과학적 그림은 복잡한 연구 아이디어를 전달하는 가장 효과적인 수단 중 하나이지만, 출판 수준의 일러스트레이션을 제작하는 것은 여전히 논문 준비에서 가장 노동 집약적인 부분 중 하나이다. 기존의 자동화 시스템들은 각각 텍스트 입력만을 사용하여 단일 그림 유형을 대상으로 하므로, 연구자들이 실제로 사용하는 다양한 유형과 조건을 다루지 못하며, 그 래스터 출력은 국소적으로 수정할 수 없다. 과학적 그림은 개별 의미적 구성 요소들의 구조적 조합이기 때문에, 생성기가 이러한 레이아웃에서 만들어내는 국소적 오류는 더 강력한 백본이 아닌 제어 장치를 요구한다. 우리는 이 제어 장치를 두 가지 상호 보완적인 시스템으로 구체화한다: 그림 생성 시 그림 유형과 입력 조건에 관계없이 아키텍처 변경 없이 일반화되는 다중 에이전트 제어 장치인 Crafter와, 동일한 패턴을 적용하여 래스터 출력을 편집 가능한 SVG로 변환하는 CraftEditor이다. 또한, 우리는 인간의 품질 주석이 포함된 세 가지 그림 유형과 네 가지 입력 조건을 아우르는 벤치마크인 CraftBench를 소개한다. 실험 결과, Crafter는 PaperBanana-Bench와 CraftBench에서 단독 생성기 및 에이전트 기반 기준선을 크게 능가하며, 절제 연구를 통해 각 구성 요소의 독립적 기여를 확인하였다; CraftEditor는 출력을 충실히 편집 가능한 SVG로 변환하여 모든 기준선을 능가한다. 코드와 벤치마크는 https://github.com/HaozheZhao/Crafter에서 확인할 수 있다.

English

Scientific figures are among the most effective means of communicating complex research ideas, yet producing publication-quality illustrations remains one of the most labor-intensive parts of paper preparation. Existing automated systems each target a single figure type under text-only input, leaving the diversity of types and conditions researchers actually use unaddressed; their raster outputs further cannot be locally revised. Because scientific figures are structured compositions of discrete semantic components, the localized errors generators produce on such layouts demand not a stronger backbone but a harness. We instantiate this harness in two complementary systems: Crafter, a multi-agent harness for figure generation that generalizes across figure types and input conditions without architectural changes, and CraftEditor, which applies the same pattern to convert raster outputs into editable SVGs. Moreover, we introduce CraftBench, a benchmark spanning three figure types and four input conditions with human quality annotation.
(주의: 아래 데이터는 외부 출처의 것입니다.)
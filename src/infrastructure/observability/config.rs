//! Observability configuration

use serde::Deserialize;

use crate::domain::DomainError;

/// Main observability configuration
#[derive(Debug, Clone, Deserialize, Default)]
pub struct ObservabilityConfig {
    #[serde(default)]
    pub tracing: TracingConfig,
    #[serde(default)]
    pub metrics: MetricsConfig,
}

/// Distributed tracing configuration
#[derive(Debug, Clone, Deserialize)]
pub struct TracingConfig {
    /// Enable OpenTelemetry tracing export
    #[serde(default)]
    pub enabled: bool,
    /// OTLP endpoint (e.g., http://localhost:4317)
    #[serde(default = "default_otlp_endpoint")]
    pub otlp_endpoint: String,
    /// Service name for tracing
    #[serde(default = "default_service_name")]
    pub service_name: String,
    /// Sampling ratio (0.0 to 1.0)
    #[serde(default = "default_sampling_ratio")]
    pub sampling_ratio: f64,
}

/// Prometheus metrics configuration
#[derive(Debug, Clone, Deserialize)]
pub struct MetricsConfig {
    /// Enable Prometheus metrics
    #[serde(default = "default_true")]
    pub enabled: bool,
    /// Metrics endpoint path
    #[serde(default = "default_metrics_path")]
    pub path: String,
}

fn default_otlp_endpoint() -> String {
    "http://localhost:4317".to_string()
}

fn default_service_name() -> String {
    "semantic-llm-gateway".to_string()
}

fn default_sampling_ratio() -> f64 {
    1.0
}

fn default_true() -> bool {
    true
}

fn default_metrics_path() -> String {
    "/metrics".to_string()
}

impl ObservabilityConfig {
    pub fn validate(&self) -> Result<(), DomainError> {
        if !(0.0..=1.0).contains(&self.tracing.sampling_ratio) {
            return Err(DomainError::configuration(
                "observability.tracing.sampling_ratio must be between 0 and 1",
            ));
        }

        if !self.metrics.path.starts_with('/') {
            return Err(DomainError::configuration(
                "observability.metrics.path must start with '/'",
            ));
        }

        Ok(())
    }
}

impl Default for TracingConfig {
    fn default() -> Self {
        Self {
            enabled: false,
            otlp_endpoint: default_otlp_endpoint(),
            service_name: default_service_name(),
            sampling_ratio: default_sampling_ratio(),
        }
    }
}

impl Default for MetricsConfig {
    fn default() -> Self {
        Self {
            enabled: true,
            path: default_metrics_path(),
        }
    }
}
Experiments show that Crafter substantially outperforms both standalone generators and the agentic baseline on PaperBanana-Bench and CraftBench, with ablations confirming each component's independent contribution; CraftEditor faithfully converts outputs into editable SVGs that surpass all baselines. Our code and benchmark are available at https://github.com/HaozheZhao/Crafter.